En un escenario de escasez de conductores, en el que, según los datos de la IRU, un 21% de las vacantes para conductor de camión existentes en Europa se quedan sin cubrir, se agrava aún más la necesidad de contar con profesionales formados adecuadamente para las tareas específicas del sector.

Además, en este marco, las exigencias formativas de los conductores también aumentan ante la incorporación de nuevas tecnologías en los vehículos.

En este sentido, varias agrupaciones empresariales de toda Europa, incluida la IRU, se han unido para pedir a las autoridades que diseñen estructuras formativas adecuadas a las realidades del trabajo en diferentes sectores.

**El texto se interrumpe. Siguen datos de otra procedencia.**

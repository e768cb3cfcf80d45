//! Light command handlers.

use tabled::Tabled;

use huectl_core::{BatchOutcome, BridgeSession, LightLevels};

use crate::cli::GlobalOpts;
use crate::error::CliError;
use crate::output;

// ── Table row ───────────────────────────────────────────────────────

#[derive(Tabled)]
struct LightRow {
    #[tabled(rename = "Name")]
    name: String,
    #[tabled(rename = "ID")]
    id: String,
}

// ── Handlers ────────────────────────────────────────────────────────

/// List lights known to the bridge.
pub fn show(session: &BridgeSession, global: &GlobalOpts) -> Result<(), CliError> {
    let data: Vec<(String, String)> = session
        .lights()
        .iter()
        .map(|(name, id)| (name.clone(), id.clone()))
        .collect();

    let out = output::render_list(
        &global.output,
        &data,
        |(name, id)| LightRow {
            name: name.clone(),
            id: id.clone(),
        },
        |(name, _)| name.clone(),
    );
    output::print_output(&out, global.quiet);
    Ok(())
}

pub async fn power(
    session: &BridgeSession,
    lights: &[String],
    on: bool,
    global: &GlobalOpts,
) -> Result<(), CliError> {
    let outcome = session.set_lights_power(lights, on).await?;
    report(&outcome, if on { "Turned on" } else { "Turned off" }, global);
    Ok(())
}

pub async fn toggle(
    session: &BridgeSession,
    lights: &[String],
    global: &GlobalOpts,
) -> Result<(), CliError> {
    let outcome = session.toggle_lights(lights).await?;
    report(&outcome, "Toggled", global);
    Ok(())
}

pub async fn set_levels(
    session: &BridgeSession,
    light: &str,
    levels: LightLevels,
    global: &GlobalOpts,
) -> Result<(), CliError> {
    let outcome = session
        .set_light_attributes(&[light.to_string()], levels)
        .await?;
    report(&outcome, "Updated", global);
    Ok(())
}

pub async fn inc_levels(
    session: &BridgeSession,
    light: &str,
    deltas: LightLevels,
    global: &GlobalOpts,
) -> Result<(), CliError> {
    let outcome = session
        .increment_light_attributes(&[light.to_string()], deltas)
        .await?;
    report(&outcome, "Updated", global);
    Ok(())
}

/// Shared outcome reporting: skipped names go to stderr as warnings,
/// the applied summary respects quiet mode.
pub(crate) fn report(outcome: &BatchOutcome, verb: &str, global: &GlobalOpts) {
    output::report_skipped("light", &outcome.skipped);
    if !global.quiet && !outcome.applied.is_empty() {
        eprintln!("{verb} {}", outcome.applied.join(", "));
    }
}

Así pues, en un manifiesto conjunto emitido la semana pasada solicitan, en concreto, que se adapten los curricula formativos a las necesidades de los puestos de trabajo concretos y que se establezca una estrategia de cara a 2030 que permita potenciar la colaboración entre las administraciones públicas y los actores privados

De igual manera, las empresas también piden que se impulse el papel del diálogo social entre los interlocutores de cada sector para afinar las necesidades formativas en cada caso, que se facilite la movilidad de los trabajadores por toda la Unión Europea y que se desarrollen políticas para favorecer la inmigración legal, entre otros aspectos.